Output every line below exactly.

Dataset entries
____

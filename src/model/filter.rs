//! Filter model: a closed operator set and a small value container.

use std::fmt;
use std::str::FromStr;

use serde::{Deserialize, Serialize};

use super::column::ColumnRef;

/// Comparison operators a report filter may use.
#[derive(Debug, Clone, Copy, PartialEq, Eq, Hash, Serialize, Deserialize)]
#[serde(rename_all = "lowercase")]
pub enum FilterOperator {
    Eq,
    Neq,
    Gt,
    Gte,
    Lt,
    Lte,
    Like,
    Ilike,
    /// Tri-state test against `true`, `false` or `null`.
    Is,
}

impl FilterOperator {
    pub const ALL: [FilterOperator; 9] = [
        FilterOperator::Eq,
        FilterOperator::Neq,
        FilterOperator::Gt,
        FilterOperator::Gte,
        FilterOperator::Lt,
        FilterOperator::Lte,
        FilterOperator::Like,
        FilterOperator::Ilike,
        FilterOperator::Is,
    ];

    pub fn as_str(&self) -> &'static str {
        match self {
            FilterOperator::Eq => "eq",
            FilterOperator::Neq => "neq",
            FilterOperator::Gt => "gt",
            FilterOperator::Gte => "gte",
            FilterOperator::Lt => "lt",
            FilterOperator::Lte => "lte",
            FilterOperator::Like => "like",
            FilterOperator::Ilike => "ilike",
            FilterOperator::Is => "is",
        }
    }
}

impl fmt::Display for FilterOperator {
    fn fmt(&self, f: &mut fmt::Formatter<'_>) -> fmt::Result {
        f.write_str(self.as_str())
    }
}

impl FromStr for FilterOperator {
    type Err = String;

    fn from_str(s: &str) -> Result<Self, Self::Err> {
        FilterOperator::ALL
            .iter()
            .copied()
            .find(|op| op.as_str().eq_ignore_ascii_case(s.trim()))
            .ok_or_else(|| format!("unknown filter operator '{}'", s))
    }
}

/// The three values an `is` filter accepts.
#[derive(Debug, Clone, Copy, PartialEq, Eq, Hash, Serialize, Deserialize)]
#[serde(rename_all = "lowercase")]
pub enum TriState {
    True,
    False,
    Null,
}

impl TriState {
    pub fn as_str(&self) -> &'static str {
        match self {
            TriState::True => "true",
            TriState::False => "false",
            TriState::Null => "null",
        }
    }
}

/// A filter operand.
#[derive(Debug, Clone, PartialEq, Serialize, Deserialize)]
#[serde(untagged)]
pub enum FilterValue {
    Null,
    Bool(bool),
    Number(f64),
    Text(String),
}

impl FilterValue {
    pub fn text(s: impl Into<String>) -> Self {
        FilterValue::Text(s.into())
    }

    /// Interpret loosely typed input, as typed into a filter box.
    ///
    /// `null`, `true` and `false` (any case) become their literal values,
    /// anything that parses as a finite number becomes a number, and the
    /// rest stays text.
    pub fn parse_loose(s: &str) -> Self {
        let trimmed = s.trim();
        match trimmed.to_ascii_lowercase().as_str() {
            "null" => return FilterValue::Null,
            "true" => return FilterValue::Bool(true),
            "false" => return FilterValue::Bool(false),
            _ => {}
        }
        match trimmed.parse::<f64>() {
            Ok(n) if n.is_finite() => FilterValue::Number(n),
            _ => FilterValue::Text(s.to_string()),
        }
    }

    /// The tri-state reading of this value, if it has one.
    ///
    /// Text spellings of `true` / `false` / `null` are accepted since that is
    /// how filter forms submit them.
    pub fn as_tri_state(&self) -> Option<TriState> {
        match self {
            FilterValue::Null => Some(TriState::Null),
            FilterValue::Bool(true) => Some(TriState::True),
            FilterValue::Bool(false) => Some(TriState::False),
            FilterValue::Text(s) => match s.trim().to_ascii_lowercase().as_str() {
                "true" => Some(TriState::True),
                "false" => Some(TriState::False),
                "null" => Some(TriState::Null),
                _ => None,
            },
            FilterValue::Number(_) => None,
        }
    }

    pub fn is_null(&self) -> bool {
        matches!(self, FilterValue::Null)
    }
}

impl fmt::Display for FilterValue {
    fn fmt(&self, f: &mut fmt::Formatter<'_>) -> fmt::Result {
        match self {
            FilterValue::Null => f.write_str("null"),
            FilterValue::Bool(b) => write!(f, "{}", b),
            FilterValue::Number(n) => write!(f, "{}", n),
            FilterValue::Text(s) => f.write_str(s),
        }
    }
}

impl From<&str> for FilterValue {
    fn from(s: &str) -> Self {
        FilterValue::Text(s.to_string())
    }
}

impl From<String> for FilterValue {
    fn from(s: String) -> Self {
        FilterValue::Text(s)
    }
}

impl From<f64> for FilterValue {
    fn from(n: f64) -> Self {
        FilterValue::Number(n)
    }
}

impl From<i64> for FilterValue {
    fn from(n: i64) -> Self {
        FilterValue::Number(n as f64)
    }
}

impl From<bool> for FilterValue {
    fn from(b: bool) -> Self {
        FilterValue::Bool(b)
    }
}

/// One `(field, operator, value)` condition of a report.
#[derive(Debug, Clone, PartialEq, Serialize, Deserialize)]
pub struct Filter {
    pub field: ColumnRef,
    pub operator: FilterOperator,
    pub value: FilterValue,
}

impl Filter {
    pub fn new(field: ColumnRef, operator: FilterOperator, value: impl Into<FilterValue>) -> Self {
        Self {
            field,
            operator,
            value: value.into(),
        }
    }

    /// Shorthand for an equality filter.
    pub fn eq(field: ColumnRef, value: impl Into<FilterValue>) -> Self {
        Self::new(field, FilterOperator::Eq, value)
    }

    /// Parse the `field:operator:value` form used on the command line.
    pub fn parse_triple(s: &str) -> Result<Self, String> {
        let mut parts = s.splitn(3, ':');
        let (field, op, value) = match (parts.next(), parts.next(), parts.next()) {
            (Some(field), Some(op), Some(value)) => (field, op, value),
            _ => return Err(format!("expected field:operator:value, got '{}'", s)),
        };
        let field = ColumnRef::parse(field).map_err(|e| e.to_string())?;
        let operator = op.parse::<FilterOperator>()?;
        Ok(Self {
            field,
            operator,
            value: FilterValue::parse_loose(value),
        })
    }
}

____

Task answer.
filename src/model/filter.rs
//! Filter model: a closed operator set and a small value container.

use std::fmt;
use std::str::FromStr;

use serde::{Deserialize, Serialize};

use super::column::ColumnRef;

/// Comparison operators a report filter may use.
#[derive(Debug, Clone, Copy, PartialEq, Eq, Hash, Serialize, Deserialize)]
#[serde(rename_all = "lowercase")]
pub enum FilterOperator {
    Eq,
    Neq,
    Gt,
    Gte,
    Lt,
    Lte,
    Like,
    Ilike,
    /// Tri-state test against `true`, `false` or `null`.
    Is,
}

impl FilterOperator {
    pub const ALL: [FilterOperator; 9] = [
        FilterOperator::Eq,
        FilterOperator::Neq,
        FilterOperator::Gt,
        FilterOperator::Gte,
        FilterOperator::Lt,
        FilterOperator::Lte,
        FilterOperator::Like,
        FilterOperator::Ilike,
        FilterOperator::Is,
    ];

    pub fn as_str(&self) -> &'static str {
        match self {
            FilterOperator::Eq => "eq",
            FilterOperator::Neq => "neq",
            FilterOperator::Gt => "gt",
            FilterOperator::Gte => "gte",
            FilterOperator::Lt => "lt",
            FilterOperator::Lte => "lte",
            FilterOperator::Like => "like",
            FilterOperator::Ilike => "ilike",
            FilterOperator::Is => "is",
        }
    }
}

impl fmt::Display for FilterOperator {
    fn fmt(&self, f: &mut fmt::Formatter<'_>) -> fmt::Result {
        f.write_str(self.as_str())
    }
}

impl FromStr for FilterOperator {
    type Err = String;

    fn from_str(s: &str) -> Result<Self, Self::Err> {
        FilterOperator::ALL
            .iter()
            .copied()
            .find(|op| op.as_str().eq_ignore_ascii_case(s.trim()))
            .ok_or_else(|| format!("unknown filter operator '{}'", s))
    }
}

/// The three values an `is` filter accepts.
#[derive(Debug, Clone, Copy, PartialEq, Eq, Hash, Serialize, Deserialize)]
#[serde(rename_all = "lowercase")]
pub enum TriState {
    True,
    False,
    Null,
}

impl TriState {
    pub fn as_str(&self) -> &'static str {
        match self {
            TriState::True => "true",
            TriState::False => "false",
            TriState::Null => "null",
        }
    }
}

/// A filter operand.
#[derive(Debug, Clone, PartialEq, Serialize, Deserialize)]
#[serde(untagged)]
pub enum FilterValue {
    Null,
    Bool(bool),
    Number(f64),
    Text(String),
}

impl FilterValue {
    pub fn text(s: impl Into<String>) -> Self {
        FilterValue::Text(s.into())
    }

    /// Interpret loosely typed input, as typed into a filter box.
    ///
    /// `null`, `true` and `false` (any case) become their literal values,
    /// anything that parses as a finite number becomes a number, and the
    /// rest stays text.
    pub fn parse_loose(s: &str) -> Self {
        let trimmed = s.trim();
        match trimmed.to_ascii_lowercase().as_str() {
            "null" => return FilterValue::Null,
            "true" => return FilterValue::Bool(true),
            "false" => return FilterValue::Bool(false),
            _ => {}
        }
        match trimmed.parse::<f64>() {
            Ok(n) if n.is_finite() => FilterValue::Number(n),
            _ => FilterValue::Text(s.to_string()),
        }
    }

    /// The tri-state reading of this value, if it has one.
    ///
    /// Text spellings of `true` / `false` / `null` are accepted since that is
    /// how filter forms submit them.
    pub fn as_tri_state(&self) -> Option<TriState> {
        match self {
            FilterValue::Null => Some(TriState::Null),
            FilterValue::Bool(true) => Some(TriState::True),
            FilterValue::Bool(false) => Some(TriState::False),
            FilterValue::Text(s) => match s.trim().to_ascii_lowercase().as_str() {
                "true" => Some(TriState::True),
                "false" => Some(TriState::False),
                "null" => Some(TriState::Null),
                _ => None,
            },
            FilterValue::Number(_) => None,
        }
    }

    pub fn is_null(&self) -> bool {
        matches!(self, FilterValue::Null)
    }
}

impl fmt::Display for FilterValue {
    fn fmt(&self, f: &mut fmt::Formatter<'_>) -> fmt::Result {
        match self {
            FilterValue::Null => f.write_str("null"),
            FilterValue::Bool(b) => write!(f, "{}", b),
            FilterValue::Number(n) => write!(f, "{}", n),
            FilterValue::Text(s) => f.write_str(s),
        }
    }
}

impl From<&str> for FilterValue {
    fn from(s: &str) -> Self {
        FilterValue::Text(s.to_string())
    }
}

impl From<String> for FilterValue {
    fn from(s: String) -> Self {
        FilterValue::Text(s)
    }
}

impl From<f64> for FilterValue {
    fn from(n: f64) -> Self {
        FilterValue::Number(n)
    }
}

impl From<i64> for FilterValue {
    fn from(n: i64) -> Self {
        FilterValue::Number(n as f64)
    }
}

impl From<bool> for FilterValue {
    fn from(b: bool) -> Self {
        FilterValue::Bool(b)
    }
}

/// One `(field, operator, value)` condition of a report.
#[derive(Debug, Clone, PartialEq, Serialize, Deserialize)]
pub struct Filter {
    pub field: ColumnRef,
    pub operator: FilterOperator,
    pub value: FilterValue,
}

impl Filter {
    pub fn new(field: ColumnRef, operator: FilterOperator, value: impl Into<FilterValue>) -> Self {
        Self {
            field,
            operator,
            value: value.into(),
        }
    }

    /// Shorthand for an equality filter.
    pub fn eq(field: ColumnRef, value: impl Into<FilterValue>) -> Self {
        Self::new(field, FilterOperator::Eq, value)
    }

    /// Parse the `field:operator:value` form used on the command line.
    pub fn parse_triple(s: &str) -> Result<Self, String> {
        let mut parts = s.splitn(3, ':');
        let (field, op, value) = match (parts.next(), parts.next(), parts.next()) {
            (Some(field), Some(op), Some(value)) => (field, op, value),
            _ => return Err(format!("expected field:operator:value, got '{}'", s)),
        };
        let field = ColumnRef::parse(field).map_err(|e| e.to_string())?;
        let operator = op.parse::<FilterOperator>()?;
        Ok(Self {
            field,
            operator,
            value: FilterValue::parse_loose(value),
        })
    }
}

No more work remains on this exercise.